___ RECORDS FOR THE EXERCISE ___

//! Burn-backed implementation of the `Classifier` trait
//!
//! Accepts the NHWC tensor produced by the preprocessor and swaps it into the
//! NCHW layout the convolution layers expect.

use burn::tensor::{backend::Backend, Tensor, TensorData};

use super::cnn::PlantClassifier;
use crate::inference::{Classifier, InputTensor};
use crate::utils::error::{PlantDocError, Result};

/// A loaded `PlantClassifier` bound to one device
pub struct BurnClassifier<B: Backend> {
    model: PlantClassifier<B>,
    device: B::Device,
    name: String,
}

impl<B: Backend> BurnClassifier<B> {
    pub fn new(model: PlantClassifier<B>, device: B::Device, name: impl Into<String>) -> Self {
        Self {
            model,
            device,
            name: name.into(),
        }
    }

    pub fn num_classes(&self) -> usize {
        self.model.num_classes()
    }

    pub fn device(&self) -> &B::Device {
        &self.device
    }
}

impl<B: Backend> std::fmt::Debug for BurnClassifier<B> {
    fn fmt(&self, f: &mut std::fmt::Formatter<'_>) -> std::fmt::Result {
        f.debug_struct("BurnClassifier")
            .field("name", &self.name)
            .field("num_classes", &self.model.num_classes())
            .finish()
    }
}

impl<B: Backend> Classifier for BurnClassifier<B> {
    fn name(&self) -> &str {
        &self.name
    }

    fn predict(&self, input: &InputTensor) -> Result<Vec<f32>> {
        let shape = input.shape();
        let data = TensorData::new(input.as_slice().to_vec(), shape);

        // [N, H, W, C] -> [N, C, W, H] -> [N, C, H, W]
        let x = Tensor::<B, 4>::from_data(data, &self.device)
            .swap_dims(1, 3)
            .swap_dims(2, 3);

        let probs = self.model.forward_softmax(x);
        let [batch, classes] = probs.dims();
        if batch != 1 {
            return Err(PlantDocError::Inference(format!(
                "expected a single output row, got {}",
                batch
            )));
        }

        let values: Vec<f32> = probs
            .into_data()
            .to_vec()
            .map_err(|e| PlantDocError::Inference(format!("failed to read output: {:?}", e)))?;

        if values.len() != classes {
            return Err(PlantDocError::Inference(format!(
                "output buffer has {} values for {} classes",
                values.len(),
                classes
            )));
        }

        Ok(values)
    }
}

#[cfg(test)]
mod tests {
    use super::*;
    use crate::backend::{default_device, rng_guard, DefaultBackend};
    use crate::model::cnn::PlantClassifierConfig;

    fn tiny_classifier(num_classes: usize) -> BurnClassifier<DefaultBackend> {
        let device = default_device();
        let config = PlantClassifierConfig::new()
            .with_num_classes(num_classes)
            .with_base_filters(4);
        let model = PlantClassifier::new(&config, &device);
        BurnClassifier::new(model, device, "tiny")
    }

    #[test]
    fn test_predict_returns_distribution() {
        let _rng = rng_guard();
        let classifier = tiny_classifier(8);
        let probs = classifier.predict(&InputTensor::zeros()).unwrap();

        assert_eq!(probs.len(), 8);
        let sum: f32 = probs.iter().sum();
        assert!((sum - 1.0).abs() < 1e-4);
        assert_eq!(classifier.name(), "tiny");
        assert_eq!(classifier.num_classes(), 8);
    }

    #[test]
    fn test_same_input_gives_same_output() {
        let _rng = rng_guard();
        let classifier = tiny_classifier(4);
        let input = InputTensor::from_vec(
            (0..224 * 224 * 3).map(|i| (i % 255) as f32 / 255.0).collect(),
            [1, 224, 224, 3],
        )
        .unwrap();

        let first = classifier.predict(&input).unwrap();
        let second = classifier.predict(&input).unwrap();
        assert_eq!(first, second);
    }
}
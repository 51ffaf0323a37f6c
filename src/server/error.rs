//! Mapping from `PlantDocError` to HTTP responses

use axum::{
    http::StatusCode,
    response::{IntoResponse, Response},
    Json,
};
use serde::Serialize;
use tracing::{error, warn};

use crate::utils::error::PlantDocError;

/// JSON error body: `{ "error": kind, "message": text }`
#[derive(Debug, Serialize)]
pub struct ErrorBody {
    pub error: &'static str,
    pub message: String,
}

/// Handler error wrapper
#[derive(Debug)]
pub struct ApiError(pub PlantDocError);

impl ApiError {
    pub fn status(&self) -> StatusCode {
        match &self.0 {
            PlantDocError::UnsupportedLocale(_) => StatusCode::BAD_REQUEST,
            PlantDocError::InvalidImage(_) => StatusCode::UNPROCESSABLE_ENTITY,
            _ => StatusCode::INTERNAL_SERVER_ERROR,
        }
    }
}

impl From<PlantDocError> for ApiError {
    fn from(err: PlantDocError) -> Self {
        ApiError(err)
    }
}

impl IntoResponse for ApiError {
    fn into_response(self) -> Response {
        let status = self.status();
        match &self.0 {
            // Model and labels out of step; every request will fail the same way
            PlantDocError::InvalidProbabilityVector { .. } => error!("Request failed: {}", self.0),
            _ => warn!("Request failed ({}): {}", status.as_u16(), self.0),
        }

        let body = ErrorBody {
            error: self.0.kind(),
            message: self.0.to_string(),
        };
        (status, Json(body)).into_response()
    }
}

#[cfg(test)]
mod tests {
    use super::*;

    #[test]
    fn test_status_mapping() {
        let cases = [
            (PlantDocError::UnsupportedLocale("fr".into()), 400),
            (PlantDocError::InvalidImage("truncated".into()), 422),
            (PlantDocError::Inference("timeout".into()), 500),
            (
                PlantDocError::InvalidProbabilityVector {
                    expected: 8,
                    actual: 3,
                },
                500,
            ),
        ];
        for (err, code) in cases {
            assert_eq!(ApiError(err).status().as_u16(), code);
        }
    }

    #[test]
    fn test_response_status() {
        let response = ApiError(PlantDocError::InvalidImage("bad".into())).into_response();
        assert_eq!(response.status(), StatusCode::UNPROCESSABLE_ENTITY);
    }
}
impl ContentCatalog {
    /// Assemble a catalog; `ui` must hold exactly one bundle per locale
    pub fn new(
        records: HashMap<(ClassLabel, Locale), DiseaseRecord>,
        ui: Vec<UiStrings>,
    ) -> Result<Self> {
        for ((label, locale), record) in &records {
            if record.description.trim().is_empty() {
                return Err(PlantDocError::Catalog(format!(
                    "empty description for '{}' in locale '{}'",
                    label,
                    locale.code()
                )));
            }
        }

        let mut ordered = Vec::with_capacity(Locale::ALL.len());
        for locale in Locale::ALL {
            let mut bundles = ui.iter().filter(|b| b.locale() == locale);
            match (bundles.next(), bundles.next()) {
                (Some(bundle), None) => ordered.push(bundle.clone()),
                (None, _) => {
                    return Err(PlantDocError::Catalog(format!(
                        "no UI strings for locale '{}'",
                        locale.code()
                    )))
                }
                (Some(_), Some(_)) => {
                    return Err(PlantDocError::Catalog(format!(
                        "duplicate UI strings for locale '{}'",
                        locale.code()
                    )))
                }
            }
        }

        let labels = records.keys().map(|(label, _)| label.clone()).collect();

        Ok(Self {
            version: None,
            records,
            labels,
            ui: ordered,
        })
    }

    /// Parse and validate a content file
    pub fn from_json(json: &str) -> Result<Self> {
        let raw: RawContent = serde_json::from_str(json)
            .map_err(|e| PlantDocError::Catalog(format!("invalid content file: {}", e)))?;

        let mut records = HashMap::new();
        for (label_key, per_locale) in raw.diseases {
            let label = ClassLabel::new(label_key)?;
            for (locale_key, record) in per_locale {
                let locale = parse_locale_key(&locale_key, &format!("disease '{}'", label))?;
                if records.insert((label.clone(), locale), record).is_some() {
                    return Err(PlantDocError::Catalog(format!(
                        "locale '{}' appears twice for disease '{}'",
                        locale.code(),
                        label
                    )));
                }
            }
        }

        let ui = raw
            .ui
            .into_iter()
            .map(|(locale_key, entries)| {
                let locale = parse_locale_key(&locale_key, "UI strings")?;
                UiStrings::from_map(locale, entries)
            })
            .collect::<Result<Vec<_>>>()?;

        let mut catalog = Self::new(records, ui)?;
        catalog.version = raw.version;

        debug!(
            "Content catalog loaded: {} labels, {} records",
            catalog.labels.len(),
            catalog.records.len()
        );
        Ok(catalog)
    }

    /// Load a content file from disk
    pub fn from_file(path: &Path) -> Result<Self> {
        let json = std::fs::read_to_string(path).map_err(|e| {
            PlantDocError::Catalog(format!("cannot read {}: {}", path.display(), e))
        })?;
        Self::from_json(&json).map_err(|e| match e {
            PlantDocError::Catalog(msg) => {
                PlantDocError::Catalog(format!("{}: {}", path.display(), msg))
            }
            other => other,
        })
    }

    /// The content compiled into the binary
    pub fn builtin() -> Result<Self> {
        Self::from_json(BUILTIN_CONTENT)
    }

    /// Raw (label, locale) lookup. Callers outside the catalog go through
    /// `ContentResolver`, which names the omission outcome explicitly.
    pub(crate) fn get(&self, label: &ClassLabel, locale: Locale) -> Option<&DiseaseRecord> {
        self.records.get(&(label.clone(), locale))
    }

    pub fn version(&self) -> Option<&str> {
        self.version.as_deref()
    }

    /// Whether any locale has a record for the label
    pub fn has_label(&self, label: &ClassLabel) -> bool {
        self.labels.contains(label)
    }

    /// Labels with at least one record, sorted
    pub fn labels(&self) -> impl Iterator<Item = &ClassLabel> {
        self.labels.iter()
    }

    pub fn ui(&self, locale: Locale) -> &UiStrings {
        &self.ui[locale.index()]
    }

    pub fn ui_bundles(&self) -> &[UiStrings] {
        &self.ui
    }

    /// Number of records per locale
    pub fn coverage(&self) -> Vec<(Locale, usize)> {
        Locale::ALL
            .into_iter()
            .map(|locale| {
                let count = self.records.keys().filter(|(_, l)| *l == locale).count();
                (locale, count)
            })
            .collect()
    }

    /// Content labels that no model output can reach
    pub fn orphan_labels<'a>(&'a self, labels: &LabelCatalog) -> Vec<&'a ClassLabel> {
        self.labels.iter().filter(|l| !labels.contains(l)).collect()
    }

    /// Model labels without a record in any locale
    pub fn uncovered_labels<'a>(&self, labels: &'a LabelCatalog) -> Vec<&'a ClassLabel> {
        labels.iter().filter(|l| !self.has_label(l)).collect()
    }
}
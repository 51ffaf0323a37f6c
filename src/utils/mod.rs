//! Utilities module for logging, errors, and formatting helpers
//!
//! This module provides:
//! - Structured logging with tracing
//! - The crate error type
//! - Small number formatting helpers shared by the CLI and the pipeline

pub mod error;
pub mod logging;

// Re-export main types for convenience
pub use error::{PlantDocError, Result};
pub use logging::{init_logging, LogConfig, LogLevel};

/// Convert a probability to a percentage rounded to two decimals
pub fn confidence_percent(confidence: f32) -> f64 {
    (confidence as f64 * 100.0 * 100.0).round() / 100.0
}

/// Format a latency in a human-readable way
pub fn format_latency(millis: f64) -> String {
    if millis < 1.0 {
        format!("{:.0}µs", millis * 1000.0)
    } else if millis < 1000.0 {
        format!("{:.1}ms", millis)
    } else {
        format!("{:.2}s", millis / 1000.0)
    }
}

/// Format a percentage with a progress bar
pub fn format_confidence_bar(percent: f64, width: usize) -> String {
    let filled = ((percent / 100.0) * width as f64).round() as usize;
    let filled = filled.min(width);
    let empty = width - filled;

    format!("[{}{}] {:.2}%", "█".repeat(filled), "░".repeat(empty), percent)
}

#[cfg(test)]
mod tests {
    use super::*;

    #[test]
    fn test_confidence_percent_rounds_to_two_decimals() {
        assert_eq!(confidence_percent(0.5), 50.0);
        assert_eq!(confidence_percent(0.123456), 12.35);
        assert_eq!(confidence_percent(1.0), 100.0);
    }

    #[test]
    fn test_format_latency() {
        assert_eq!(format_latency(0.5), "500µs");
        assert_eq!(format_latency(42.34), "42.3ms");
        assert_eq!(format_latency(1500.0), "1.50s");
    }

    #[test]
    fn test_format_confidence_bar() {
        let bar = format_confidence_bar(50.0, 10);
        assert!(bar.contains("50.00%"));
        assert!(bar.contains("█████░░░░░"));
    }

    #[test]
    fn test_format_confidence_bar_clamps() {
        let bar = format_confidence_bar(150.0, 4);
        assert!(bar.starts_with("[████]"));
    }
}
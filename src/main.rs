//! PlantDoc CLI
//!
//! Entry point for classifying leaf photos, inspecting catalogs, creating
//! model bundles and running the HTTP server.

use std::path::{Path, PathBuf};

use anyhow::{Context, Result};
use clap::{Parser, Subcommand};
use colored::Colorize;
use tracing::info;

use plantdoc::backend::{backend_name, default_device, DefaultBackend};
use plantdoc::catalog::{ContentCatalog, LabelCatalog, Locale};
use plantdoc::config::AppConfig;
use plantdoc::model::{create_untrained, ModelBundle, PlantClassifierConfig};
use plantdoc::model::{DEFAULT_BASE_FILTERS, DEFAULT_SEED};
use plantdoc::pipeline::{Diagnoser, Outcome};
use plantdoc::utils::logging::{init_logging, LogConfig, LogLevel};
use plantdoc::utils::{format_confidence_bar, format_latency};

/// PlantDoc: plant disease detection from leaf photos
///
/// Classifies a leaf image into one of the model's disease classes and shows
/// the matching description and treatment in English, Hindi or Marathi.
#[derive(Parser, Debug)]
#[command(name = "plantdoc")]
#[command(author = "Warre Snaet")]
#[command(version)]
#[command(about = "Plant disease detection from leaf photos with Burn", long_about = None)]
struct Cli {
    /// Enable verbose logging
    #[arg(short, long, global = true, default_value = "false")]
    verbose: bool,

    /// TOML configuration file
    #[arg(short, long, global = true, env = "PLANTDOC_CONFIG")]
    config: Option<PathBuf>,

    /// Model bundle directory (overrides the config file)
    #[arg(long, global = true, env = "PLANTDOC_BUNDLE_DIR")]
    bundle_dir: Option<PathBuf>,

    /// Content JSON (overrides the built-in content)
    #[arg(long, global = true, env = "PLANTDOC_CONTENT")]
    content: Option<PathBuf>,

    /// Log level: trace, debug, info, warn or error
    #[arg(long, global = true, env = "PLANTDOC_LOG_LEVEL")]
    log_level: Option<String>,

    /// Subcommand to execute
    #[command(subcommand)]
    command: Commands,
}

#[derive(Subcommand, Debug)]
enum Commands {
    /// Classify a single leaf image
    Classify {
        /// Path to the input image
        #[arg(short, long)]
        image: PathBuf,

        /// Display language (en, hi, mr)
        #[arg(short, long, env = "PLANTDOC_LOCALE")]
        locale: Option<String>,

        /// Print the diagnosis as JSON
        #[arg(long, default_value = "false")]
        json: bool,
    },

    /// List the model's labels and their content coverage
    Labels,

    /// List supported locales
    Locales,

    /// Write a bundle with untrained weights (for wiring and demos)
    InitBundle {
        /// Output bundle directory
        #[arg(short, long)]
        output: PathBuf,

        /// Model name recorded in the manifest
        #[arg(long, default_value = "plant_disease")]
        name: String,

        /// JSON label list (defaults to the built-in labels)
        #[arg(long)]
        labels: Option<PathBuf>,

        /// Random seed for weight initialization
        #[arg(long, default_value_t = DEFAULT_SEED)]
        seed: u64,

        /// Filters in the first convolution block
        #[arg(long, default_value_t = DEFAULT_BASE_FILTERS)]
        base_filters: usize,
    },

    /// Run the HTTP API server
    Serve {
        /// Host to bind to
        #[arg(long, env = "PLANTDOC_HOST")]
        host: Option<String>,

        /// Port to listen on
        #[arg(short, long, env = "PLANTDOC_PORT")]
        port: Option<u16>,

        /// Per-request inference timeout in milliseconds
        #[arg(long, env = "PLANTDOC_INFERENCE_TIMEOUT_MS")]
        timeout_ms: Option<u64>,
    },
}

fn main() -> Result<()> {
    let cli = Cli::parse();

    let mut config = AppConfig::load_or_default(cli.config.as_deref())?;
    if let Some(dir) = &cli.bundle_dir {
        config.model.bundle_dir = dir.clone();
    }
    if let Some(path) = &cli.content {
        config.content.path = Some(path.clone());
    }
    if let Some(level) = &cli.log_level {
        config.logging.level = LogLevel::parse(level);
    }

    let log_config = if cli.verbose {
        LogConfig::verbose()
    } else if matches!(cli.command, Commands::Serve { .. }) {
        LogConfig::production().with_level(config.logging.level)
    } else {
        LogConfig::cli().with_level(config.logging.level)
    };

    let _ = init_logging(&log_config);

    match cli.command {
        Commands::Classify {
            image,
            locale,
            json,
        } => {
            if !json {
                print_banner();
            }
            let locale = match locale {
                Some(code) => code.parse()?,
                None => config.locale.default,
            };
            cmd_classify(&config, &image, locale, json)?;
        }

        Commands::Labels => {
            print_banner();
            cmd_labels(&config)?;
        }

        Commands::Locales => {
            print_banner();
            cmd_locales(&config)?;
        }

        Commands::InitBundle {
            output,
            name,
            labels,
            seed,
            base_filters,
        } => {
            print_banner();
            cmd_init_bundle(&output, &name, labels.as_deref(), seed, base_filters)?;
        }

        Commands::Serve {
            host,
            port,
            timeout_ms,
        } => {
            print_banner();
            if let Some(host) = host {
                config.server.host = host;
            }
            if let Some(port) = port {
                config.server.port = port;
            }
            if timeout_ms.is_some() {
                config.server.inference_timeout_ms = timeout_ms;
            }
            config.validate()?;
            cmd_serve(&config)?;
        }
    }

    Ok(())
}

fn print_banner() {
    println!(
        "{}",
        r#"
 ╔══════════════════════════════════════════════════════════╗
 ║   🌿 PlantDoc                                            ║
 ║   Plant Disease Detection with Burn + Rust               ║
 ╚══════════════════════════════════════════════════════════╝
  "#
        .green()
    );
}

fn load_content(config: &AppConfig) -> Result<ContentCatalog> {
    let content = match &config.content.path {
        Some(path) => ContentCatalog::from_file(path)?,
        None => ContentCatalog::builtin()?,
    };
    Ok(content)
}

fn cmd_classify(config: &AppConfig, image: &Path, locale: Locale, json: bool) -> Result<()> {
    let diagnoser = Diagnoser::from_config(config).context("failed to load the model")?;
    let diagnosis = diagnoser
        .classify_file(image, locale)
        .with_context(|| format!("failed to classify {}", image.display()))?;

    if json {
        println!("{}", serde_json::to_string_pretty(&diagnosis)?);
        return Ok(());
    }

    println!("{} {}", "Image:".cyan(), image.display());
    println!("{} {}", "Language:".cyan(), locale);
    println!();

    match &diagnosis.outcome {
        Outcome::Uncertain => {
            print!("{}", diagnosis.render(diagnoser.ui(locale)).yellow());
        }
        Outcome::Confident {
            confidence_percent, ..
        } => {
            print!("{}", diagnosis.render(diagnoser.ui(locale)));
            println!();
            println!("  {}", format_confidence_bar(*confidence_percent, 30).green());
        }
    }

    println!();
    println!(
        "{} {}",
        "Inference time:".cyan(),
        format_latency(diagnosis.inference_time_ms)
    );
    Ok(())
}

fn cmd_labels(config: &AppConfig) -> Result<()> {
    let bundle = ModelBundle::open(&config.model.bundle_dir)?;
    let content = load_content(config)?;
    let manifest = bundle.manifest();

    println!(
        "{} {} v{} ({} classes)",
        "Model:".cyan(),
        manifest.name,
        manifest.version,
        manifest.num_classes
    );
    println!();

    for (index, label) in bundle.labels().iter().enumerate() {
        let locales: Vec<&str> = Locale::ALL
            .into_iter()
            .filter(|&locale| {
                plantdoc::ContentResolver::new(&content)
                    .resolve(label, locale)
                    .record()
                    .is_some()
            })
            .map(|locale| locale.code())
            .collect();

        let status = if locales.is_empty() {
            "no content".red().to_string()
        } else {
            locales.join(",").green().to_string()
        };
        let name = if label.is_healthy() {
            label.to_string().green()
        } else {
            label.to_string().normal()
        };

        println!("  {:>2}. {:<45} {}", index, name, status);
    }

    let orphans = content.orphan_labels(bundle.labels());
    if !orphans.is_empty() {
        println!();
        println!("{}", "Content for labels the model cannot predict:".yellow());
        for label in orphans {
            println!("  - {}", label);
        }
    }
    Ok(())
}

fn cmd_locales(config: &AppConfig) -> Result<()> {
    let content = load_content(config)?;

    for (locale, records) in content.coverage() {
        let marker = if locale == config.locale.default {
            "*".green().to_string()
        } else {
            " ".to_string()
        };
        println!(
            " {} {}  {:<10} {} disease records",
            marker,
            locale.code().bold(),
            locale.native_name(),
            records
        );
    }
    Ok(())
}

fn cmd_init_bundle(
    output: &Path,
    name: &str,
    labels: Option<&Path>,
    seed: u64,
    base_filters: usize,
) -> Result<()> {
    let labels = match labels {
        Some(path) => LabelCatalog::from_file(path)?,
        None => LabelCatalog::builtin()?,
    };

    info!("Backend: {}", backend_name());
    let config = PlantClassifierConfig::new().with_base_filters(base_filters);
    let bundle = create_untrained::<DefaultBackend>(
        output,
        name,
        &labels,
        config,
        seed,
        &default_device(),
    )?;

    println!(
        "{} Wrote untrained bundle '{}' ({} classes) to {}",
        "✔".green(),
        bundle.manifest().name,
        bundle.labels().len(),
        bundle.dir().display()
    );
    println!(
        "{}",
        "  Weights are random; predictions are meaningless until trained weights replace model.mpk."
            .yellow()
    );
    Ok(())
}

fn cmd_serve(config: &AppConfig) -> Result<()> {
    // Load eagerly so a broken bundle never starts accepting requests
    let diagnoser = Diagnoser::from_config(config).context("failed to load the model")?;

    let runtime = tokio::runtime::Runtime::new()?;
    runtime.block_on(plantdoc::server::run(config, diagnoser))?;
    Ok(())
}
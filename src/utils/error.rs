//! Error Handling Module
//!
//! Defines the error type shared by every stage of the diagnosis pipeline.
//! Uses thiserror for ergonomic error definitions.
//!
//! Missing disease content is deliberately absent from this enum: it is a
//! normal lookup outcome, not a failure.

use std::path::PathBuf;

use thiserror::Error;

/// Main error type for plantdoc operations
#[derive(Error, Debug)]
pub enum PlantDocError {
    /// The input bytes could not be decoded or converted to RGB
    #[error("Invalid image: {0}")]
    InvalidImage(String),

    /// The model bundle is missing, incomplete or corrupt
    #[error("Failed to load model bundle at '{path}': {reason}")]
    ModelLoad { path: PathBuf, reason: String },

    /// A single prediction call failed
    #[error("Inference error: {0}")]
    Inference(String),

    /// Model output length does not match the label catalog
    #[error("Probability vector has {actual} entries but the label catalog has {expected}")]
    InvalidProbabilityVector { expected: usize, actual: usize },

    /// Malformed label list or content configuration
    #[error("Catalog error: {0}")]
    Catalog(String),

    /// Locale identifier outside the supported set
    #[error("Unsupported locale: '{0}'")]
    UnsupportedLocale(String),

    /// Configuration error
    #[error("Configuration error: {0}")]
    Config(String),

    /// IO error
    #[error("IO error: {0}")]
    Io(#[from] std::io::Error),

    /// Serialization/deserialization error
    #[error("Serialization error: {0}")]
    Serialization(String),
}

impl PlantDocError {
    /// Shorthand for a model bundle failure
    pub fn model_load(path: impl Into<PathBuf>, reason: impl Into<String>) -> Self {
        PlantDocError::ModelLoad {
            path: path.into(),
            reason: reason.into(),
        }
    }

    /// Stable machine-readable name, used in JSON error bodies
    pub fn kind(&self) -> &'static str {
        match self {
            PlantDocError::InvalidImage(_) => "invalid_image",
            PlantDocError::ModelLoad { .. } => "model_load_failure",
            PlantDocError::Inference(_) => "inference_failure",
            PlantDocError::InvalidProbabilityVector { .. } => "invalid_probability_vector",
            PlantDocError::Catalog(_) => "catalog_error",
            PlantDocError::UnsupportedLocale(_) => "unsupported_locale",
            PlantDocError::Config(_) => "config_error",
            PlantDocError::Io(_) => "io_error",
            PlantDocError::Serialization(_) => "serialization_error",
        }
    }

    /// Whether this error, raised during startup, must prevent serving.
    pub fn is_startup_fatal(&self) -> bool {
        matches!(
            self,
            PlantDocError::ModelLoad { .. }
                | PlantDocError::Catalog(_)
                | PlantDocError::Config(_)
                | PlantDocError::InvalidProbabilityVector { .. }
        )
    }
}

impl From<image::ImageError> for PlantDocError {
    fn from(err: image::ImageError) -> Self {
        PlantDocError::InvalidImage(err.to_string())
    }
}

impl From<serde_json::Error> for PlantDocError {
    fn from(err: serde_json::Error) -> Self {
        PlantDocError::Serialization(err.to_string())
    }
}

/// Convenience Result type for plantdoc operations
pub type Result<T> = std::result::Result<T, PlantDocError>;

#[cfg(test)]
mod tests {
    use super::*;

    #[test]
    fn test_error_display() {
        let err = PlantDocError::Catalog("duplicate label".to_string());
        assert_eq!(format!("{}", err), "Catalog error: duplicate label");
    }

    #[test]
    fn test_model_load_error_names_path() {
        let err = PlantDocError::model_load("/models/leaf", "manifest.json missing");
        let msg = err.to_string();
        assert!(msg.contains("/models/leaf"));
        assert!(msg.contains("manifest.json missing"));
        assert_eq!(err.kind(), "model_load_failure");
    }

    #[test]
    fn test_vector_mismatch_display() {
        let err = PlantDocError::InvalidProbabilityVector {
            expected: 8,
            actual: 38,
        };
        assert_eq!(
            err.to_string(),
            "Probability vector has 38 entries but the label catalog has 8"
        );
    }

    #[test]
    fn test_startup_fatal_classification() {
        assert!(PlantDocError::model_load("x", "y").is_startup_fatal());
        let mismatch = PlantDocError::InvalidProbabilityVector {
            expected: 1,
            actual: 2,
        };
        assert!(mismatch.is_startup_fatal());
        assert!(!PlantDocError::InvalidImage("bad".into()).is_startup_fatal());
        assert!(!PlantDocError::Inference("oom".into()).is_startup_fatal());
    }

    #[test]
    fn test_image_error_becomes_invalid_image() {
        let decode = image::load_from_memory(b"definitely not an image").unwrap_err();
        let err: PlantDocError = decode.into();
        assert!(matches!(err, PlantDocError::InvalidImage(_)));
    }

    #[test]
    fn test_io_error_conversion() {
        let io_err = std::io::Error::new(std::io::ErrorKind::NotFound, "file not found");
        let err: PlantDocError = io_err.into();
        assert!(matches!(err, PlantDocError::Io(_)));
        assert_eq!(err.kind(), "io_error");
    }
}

___

**ASSIGNED TASK**
For each line of the material that includes the word "weights", make a copy.

**SOLUTION**
    /// Write a bundle with untrained weights (for wiring and demos)
        "  Weights are random; predictions are meaningless until trained weights replace model.mpk."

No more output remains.